START AVAILABLE DATA
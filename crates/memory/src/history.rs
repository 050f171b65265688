//! In-memory chat history repo.
//!
//! The production chat log lives in the host's database; this impl backs
//! tests and single-process deployments.

use async_trait::async_trait;
use chrono::Utc;
use std::collections::HashMap;
use tokio::sync::RwLock;
use uuid::Uuid;

use switchyard_core::error::MemoryError;
use switchyard_core::history::{HistoryRepo, StoredSession};
use switchyard_core::message::Message;

pub struct InMemoryHistoryRepo {
    sessions: RwLock<HashMap<String, StoredSession>>,
    messages: RwLock<HashMap<String, Vec<Message>>>,
}

impl InMemoryHistoryRepo {
    pub fn new() -> Self {
        Self {
            sessions: RwLock::new(HashMap::new()),
            messages: RwLock::new(HashMap::new()),
        }
    }
}

impl Default for InMemoryHistoryRepo {
    fn default() -> Self {
        Self::new()
    }
}

#[async_trait]
impl HistoryRepo for InMemoryHistoryRepo {
    async fn save_message(
        &self,
        session_id: &str,
        message: &Message,
    ) -> Result<String, MemoryError> {
        // Sessions come into existence on first access.
        {
            let mut sessions = self.sessions.write().await;
            sessions.entry(session_id.to_string()).or_insert_with(|| {
                let now = Utc::now();
                StoredSession {
                    id: session_id.to_string(),
                    user_id: None,
                    title: None,
                    pinned: false,
                    created_at: now,
                    updated_at: now,
                }
            });
        }

        let mut messages = self.messages.write().await;
        messages
            .entry(session_id.to_string())
            .or_default()
            .push(message.clone());
        Ok(message.id.clone())
    }

    async fn get_messages(&self, session_id: &str) -> Result<Vec<Message>, MemoryError> {
        Ok(self
            .messages
            .read()
            .await
            .get(session_id)
            .cloned()
            .unwrap_or_default())
    }

    async fn create_session(
        &self,
        user_id: Option<&str>,
    ) -> Result<StoredSession, MemoryError> {
        let now = Utc::now();
        let session = StoredSession {
            id: Uuid::new_v4().to_string(),
            user_id: user_id.map(str::to_string),
            title: None,
            pinned: false,
            created_at: now,
            updated_at: now,
        };
        self.sessions
            .write()
            .await
            .insert(session.id.clone(), session.clone());
        Ok(session)
    }

    async fn get_session(
        &self,
        session_id: &str,
    ) -> Result<Option<StoredSession>, MemoryError> {
        Ok(self.sessions.read().await.get(session_id).cloned())
    }

    async fn list_sessions(
        &self,
        user_id: Option<&str>,
    ) -> Result<Vec<StoredSession>, MemoryError> {
        let sessions = self.sessions.read().await;
        let mut rows: Vec<StoredSession> = sessions
            .values()
            .filter(|s| user_id.is_none() || s.user_id.as_deref() == user_id)
            .cloned()
            .collect();
        rows.sort_by(|a, b| b.updated_at.cmp(&a.updated_at));
        Ok(rows)
    }

    async fn delete_session(&self, session_id: &str) -> Result<bool, MemoryError> {
        self.messages.write().await.remove(session_id);
        Ok(self.sessions.write().await.remove(session_id).is_some())
    }

    async fn set_pinned(&self, session_id: &str, pinned: bool) -> Result<(), MemoryError> {
        let mut sessions = self.sessions.write().await;
        let session = sessions
            .get_mut(session_id)
            .ok_or_else(|| MemoryError::QueryFailed(format!("session not found: {session_id}")))?;
        session.pinned = pinned;
        session.updated_at = Utc::now();
        Ok(())
    }

    async fn set_title(&self, session_id: &str, title: &str) -> Result<(), MemoryError> {
        let mut sessions = self.sessions.write().await;
        let session = sessions
            .get_mut(session_id)
            .ok_or_else(|| MemoryError::QueryFailed(format!("session not found: {session_id}")))?;
        session.title = Some(title.to_string());
        session.updated_at = Utc::now();
        Ok(())
    }
}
END AVAILABLE DATA
▸ **PROBLEM**
Report every line of the data in which "StoredSession" appears.

▸ **COMPLETED EXERCISE**
use switchyard_core::history::{HistoryRepo, StoredSession};
    sessions: RwLock<HashMap<String, StoredSession>>,
                StoredSession {
    ) -> Result<StoredSession, MemoryError> {
        let session = StoredSession {
    ) -> Result<Option<StoredSession>, MemoryError> {
    ) -> Result<Vec<StoredSession>, MemoryError> {
        let mut rows: Vec<StoredSession> = sessions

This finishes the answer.